Russell Kirsch, a computer scientist credited with inventing the pixel and scanning the world’s first digital photograph, has died aged 91 at his home in Portland, Oregon.

Aug 14, 2020, updated Aug 14, 2020
Russell Kirsch scanned a photo of his infant son into the world's first digital scanner in 1957. Photo: The Oregonian/AP/InDaily

Russell Kirsch scanned a photo of his infant son into the world's first digital scanner in 1957. Photo: The Oregonian/AP/InDaily

Pixels, the digital dots used to display photos, video and more on phone and computer screens, were not an obvious innovation in 1957, when Kirsch created a small black-and-white digital image of his son, Walden, as an infant.
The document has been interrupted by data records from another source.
//! Structured tracing events emitted by the retry and fallback engines.
//!
//! Retry events use the `rebound::retry` target and fallback events use
//! `rebound::fallback`, so they can be filtered independently:
//!
//! ```text
//! RUST_LOG=info,rebound::retry=debug
//! ```
//!
//! With the `trace` feature, [`init_subscriber`] installs a ready-made fmt
//! subscriber honouring `RUST_LOG`.

use std::time::Duration;

use rebound_core::outcome::Outcome;
use tracing::{debug, field, info, trace, warn};

/// Log a retry that is about to wait and re-attempt.
pub(crate) fn retrying<R>(attempt: u32, delay: Duration, outcome: &Outcome<R>) {
    debug!(
        target: "rebound::retry",
        attempt,
        delay_ms = u64::try_from(delay.as_millis()).unwrap_or(u64::MAX),
        faulted = outcome.is_faulted(),
        fault = outcome.fault().map(field::display),
        "retrying handled outcome"
    );
}

/// Log that the retry budget ran out.
pub(crate) fn retry_exhausted<R>(retries: u32, outcome: &Outcome<R>) {
    warn!(
        target: "rebound::retry",
        attempts = retries.saturating_add(1),
        faulted = outcome.is_faulted(),
        fault = outcome.fault().map(field::display),
        "retry budget exhausted"
    );
}

/// Log that the retry callback refused another attempt.
pub(crate) fn retry_vetoed<R>(attempt: u32, outcome: &Outcome<R>) {
    warn!(
        target: "rebound::retry",
        attempts = attempt,
        faulted = outcome.is_faulted(),
        "retry vetoed by callback"
    );
}

/// Log a fault no retry predicate handled.
///
/// Successful outcomes are the common case and stay silent.
pub(crate) fn unhandled<R>(outcome: &Outcome<R>) {
    if let Some(fault) = outcome.fault() {
        trace!(
            target: "rebound::retry",
            fault = %fault,
            "fault not handled by policy"
        );
    }
}

/// Log a cancelled retry execution.
pub(crate) fn cancelled(retries: u32) {
    debug!(target: "rebound::retry", retries, "execution cancelled");
}

/// Log a fault no fallback predicate handled.
pub(crate) fn fallback_unhandled<R>(outcome: &Outcome<R>) {
    if let Some(fault) = outcome.fault() {
        trace!(
            target: "rebound::fallback",
            fault = %fault,
            "fault not handled by policy"
        );
    }
}

/// Log a fallback execution cancelled before its attempt.
pub(crate) fn fallback_cancelled() {
    debug!(target: "rebound::fallback", "execution cancelled");
}

/// Log that a fallback substitute is about to run.
pub(crate) fn fallback_engaged<R>(outcome: &Outcome<R>) {
    info!(
        target: "rebound::fallback",
        faulted = outcome.is_faulted(),
        fault = outcome.fault().map(field::display),
        "fallback engaged"
    );
}

/// Install a global fmt subscriber filtered by `RUST_LOG`.
///
/// Falls back to `info,rebound=debug` when `RUST_LOG` is unset or invalid.
/// Returns `false` if a global subscriber was already installed.
///
/// ```rust,no_run
/// rebound::observability::init_subscriber();
/// ```
#[cfg(feature = "trace")]
pub fn init_subscriber() -> bool {
    use tracing_subscriber::EnvFilter;

    let env_filter =
        EnvFilter::try_from_default_env().unwrap_or_else(|_| EnvFilter::new("info,rebound=debug"));

    tracing_subscriber::fmt()
        .with_env_filter(env_filter)
        .with_target(true)
        .try_init()
        .is_ok()
}

#[cfg(test)]
mod tests {
    use super::*;
    use std::io::{self, Write};
    use std::sync::{Arc, Mutex};

    use rebound_core::fault::Fault;
    use tokio_util::sync::CancellationToken;

    use crate::Policy;

    /// In-memory sink for a fmt subscriber.
    #[derive(Clone, Default)]
    struct Captured(Arc<Mutex<Vec<u8>>>);

    impl Write for Captured {
        fn write(&mut self, buf: &[u8]) -> io::Result<usize> {
            self.0.lock().unwrap().extend_from_slice(buf);
            Ok(buf.len())
        }

        fn flush(&mut self) -> io::Result<()> {
            Ok(())
        }
    }

    /// Run `f` with every event at any level written to the returned lines.
    fn capture<F: FnOnce()>(f: F) -> Vec<String> {
        let sink = Captured::default();
        let writer = sink.clone();
        let subscriber = tracing_subscriber::fmt()
            .with_writer(move || writer.clone())
            .with_max_level(tracing::Level::TRACE)
            .with_target(true)
            .with_ansi(false)
            .without_time()
            .finish();

        tracing::subscriber::with_default(subscriber, f);

        let bytes = sink.0.lock().unwrap().clone();
        String::from_utf8(bytes)
            .unwrap()
            .lines()
            .map(str::to_owned)
            .collect()
    }

    #[test]
    fn test_events_without_subscriber_are_noops() {
        let outcome: Outcome<u8> = Outcome::Faulted(Fault::msg("boom"));
        retrying(1, Duration::from_millis(5), &outcome);
        retry_exhausted(3, &outcome);
        retry_vetoed(2, &Outcome::Ok(1u8));
        unhandled(&outcome);
        cancelled(0);
        fallback_unhandled(&outcome);
        fallback_cancelled();
        fallback_engaged(&outcome);
    }

    #[test]
    fn test_successful_executions_are_silent() {
        let lines = capture(|| {
            let retry = Policy::handle_all_faults().retry(3);
            assert_eq!(retry.execute(|| Ok(1)).unwrap(), 1);

            let fallback = Policy::handle_all_faults().fallback(|_, _| Ok(()), |_| {});
            fallback.execute(|| Ok(())).unwrap();
        });

        assert!(lines.is_empty(), "unexpected events: {lines:?}");
    }

    #[test]
    fn test_fallback_events_use_fallback_target() {
        let lines = capture(|| {
            let policy = Policy::handle_fault::<io::Error>().fallback(|_, _| Ok(()), |_| {});

            let _ = policy.execute(|| Err(Fault::msg("not io")));
            policy.execute(|| Err(io::Error::other("disk").into())).unwrap();

            let token = CancellationToken::new();
            token.cancel();
            let _ = policy.execute_cancellable(|_| Ok(()), &token);
        });

        assert_eq!(lines.len(), 3, "{lines:?}");
        assert!(lines.iter().all(|line| line.contains("rebound::fallback")), "{lines:?}");
        assert!(lines[0].contains("TRACE") && lines[0].contains("fault not handled by policy"));
        assert!(lines[1].contains("INFO") && lines[1].contains("fallback engaged"));
        assert!(lines[2].contains("DEBUG") && lines[2].contains("execution cancelled"));
    }

    #[test]
    fn test_retry_events_use_retry_target() {
        let lines = capture(|| {
            let policy = Policy::handle_fault::<io::Error>().retry(1);
            let _: Result<(), _> = policy.execute(|| Err(io::Error::other("reset").into()));
        });

        assert_eq!(lines.len(), 2, "{lines:?}");
        assert!(lines.iter().all(|line| line.contains("rebound::retry")), "{lines:?}");
        assert!(lines[0].contains("retrying handled outcome"));
        assert!(lines[1].contains("retry budget exhausted"));
    }

    #[test]
    fn test_oversized_delay_saturates() {
        let lines = capture(|| {
            retrying(1, Duration::MAX, &Outcome::Ok(()));
        });

        assert_eq!(lines.len(), 1);
        assert!(lines[0].contains(&format!("delay_ms={}", u64::MAX)), "{lines:?}");
    }

    #[cfg(feature = "trace")]
    #[test]
    fn test_init_subscriber_only_once() {
        let _ = init_subscriber();
        assert!(!init_subscriber());
    }
}
//! Fallback engine: one attempt, one substitution.

use std::future::Future;

use rebound_core::classify::Classified;
use rebound_core::fault::Fault;
use rebound_core::outcome::Outcome;
use tokio_util::sync::CancellationToken;

use crate::error::ExecutionError;
use crate::observability;

/// Everything the fallback path needs from a frozen policy.
pub(crate) trait FallbackHooks<R> {
    /// Classify the attempt's outcome.
    fn classify(&self, outcome: Outcome<R>) -> Classified<R>;

    /// Notify the caller before the substitute runs.
    fn on_fallback(&self, outcome: &Outcome<R>);
}

/// Invoke `action` once; on a handled outcome return what `substitute` produces.
pub(crate) fn run_blocking<R, H, A, S>(
    hooks: &H,
    token: &CancellationToken,
    action: A,
    substitute: S,
) -> Result<R, ExecutionError>
where
    H: FallbackHooks<R> + ?Sized,
    A: FnOnce(&CancellationToken) -> Result<R, Fault>,
    S: FnOnce(Outcome<R>, &CancellationToken) -> Result<R, Fault>,
{
    if token.is_cancelled() {
        observability::fallback_cancelled();
        return Err(ExecutionError::Cancelled);
    }

    match hooks.classify(Outcome::from_result(action(token))) {
        Classified::Unhandled(outcome) => {
            observability::fallback_unhandled(&outcome);
            outcome.into_result().map_err(ExecutionError::Faulted)
        }
        Classified::Handled(outcome) => {
            observability::fallback_engaged(&outcome);
            hooks.on_fallback(&outcome);
            substitute(outcome, token).map_err(ExecutionError::Faulted)
        }
    }
}

/// Async counterpart of [`run_blocking`].
pub(crate) async fn run_async<R, H, A, AFut, S, SFut>(
    hooks: &H,
    token: CancellationToken,
    action: A,
    substitute: S,
) -> Result<R, ExecutionError>
where
    H: FallbackHooks<R> + ?Sized,
    A: FnOnce(CancellationToken) -> AFut,
    AFut: Future<Output = Result<R, Fault>>,
    S: FnOnce(Outcome<R>, CancellationToken) -> SFut,
    SFut: Future<Output = Result<R, Fault>>,
{
    if token.is_cancelled() {
        observability::fallback_cancelled();
        return Err(ExecutionError::Cancelled);
    }

    match hooks.classify(Outcome::from_result(action(token.clone()).await)) {
        Classified::Unhandled(outcome) => {
            observability::fallback_unhandled(&outcome);
            outcome.into_result().map_err(ExecutionError::Faulted)
        }
        Classified::Handled(outcome) => {
            observability::fallback_engaged(&outcome);
            hooks.on_fallback(&outcome);
            substitute(outcome, token).await.map_err(ExecutionError::Faulted)
        }
    }
}

#[cfg(test)]
mod tests {
    use super::*;
    use rebound_core::classify::{Classify, OutcomePredicates, ResultPredicates, result_where};
    use std::sync::atomic::{AtomicUsize, Ordering};

    struct Counting {
        predicates: OutcomePredicates<i32>,
        notified: AtomicUsize,
    }

    impl Counting {
        fn negative_results() -> Self {
            Self {
                predicates: OutcomePredicates::new(
                    Default::default(),
                    ResultPredicates::new().with(result_where(|r: &i32| *r < 0)),
                ),
                notified: AtomicUsize::new(0),
            }
        }
    }

    impl FallbackHooks<i32> for Counting {
        fn classify(&self, outcome: Outcome<i32>) -> Classified<i32> {
            self.predicates.classify(outcome)
        }

        fn on_fallback(&self, _outcome: &Outcome<i32>) {
            self.notified.fetch_add(1, Ordering::SeqCst);
        }
    }

    #[test]
    fn test_handled_result_is_substituted() {
        let hooks = Counting::negative_results();
        let result = run_blocking(&hooks, &CancellationToken::new(), |_| Ok(-1), |outcome, _| {
            assert!(matches!(outcome, Outcome::Ok(-1)));
            Ok(0)
        });

        assert_eq!(result.unwrap(), 0);
        assert_eq!(hooks.notified.load(Ordering::SeqCst), 1);
    }

    #[test]
    fn test_unhandled_result_passes_through() {
        let hooks = Counting::negative_results();
        let result = run_blocking(&hooks, &CancellationToken::new(), |_| Ok(7), |_, _| {
            unreachable!("substitute must not run")
        });

        assert_eq!(result.unwrap(), 7);
        assert_eq!(hooks.notified.load(Ordering::SeqCst), 0);
    }

    #[test]
    fn test_substitute_fault_is_returned() {
        let hooks = Counting::negative_results();
        let result = run_blocking(&hooks, &CancellationToken::new(), |_| Ok(-5), |_, _| {
            Err(Fault::msg("substitute failed"))
        });

        let fault = result.unwrap_err().into_fault().unwrap();
        assert_eq!(fault.to_string(), "substitute failed");
    }

    #[tokio::test]
    async fn test_async_cancelled_before_attempt() {
        let hooks = Counting::negative_results();
        let token = CancellationToken::new();
        token.cancel();

        let result = run_async(
            &hooks,
            token,
            |_| async { Ok(-1) },
            |_, _| async { Ok(0) },
        )
        .await;

        assert!(matches!(result, Err(ExecutionError::Cancelled)));
        assert_eq!(hooks.notified.load(Ordering::SeqCst), 0);
    }
}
That was among the first images ever scanned into a computer, using a device created by his research team at the US National Bureau of Standards.

This work “laid the foundations for satellite imagery, CT scans, virtual reality and Facebook”, said a 2010 Science News article about Kirsch.

That first square image measured a mere 176 pixels on a side – just shy of 31,000 pixels in total. Today, the digital camera on the iPhone 11 can capture about 12 million pixels per image.

Though computers have become exponentially more powerful, science has been coming to terms with the fact that Kirsch made his pixels square, meaning image elements can look blocky, clunky or jagged.

“Squares was the logical thing to do,” Kirsch said. “Of course, the logical thing was not the only possibility but we used squares. It was something very foolish that everyone in the world has been suffering from ever since.”

Kirsch later developed a method to smooth out images by using pixels with variable shapes instead of the squares.

Born in Manhattan, New York, in 1929, Kirsch was the son of Jewish immigrants from Russia and Hungary.

He went to New York University, Harvard and MIT and worked for five decades as a research scientist at the US National Bureau of Standards.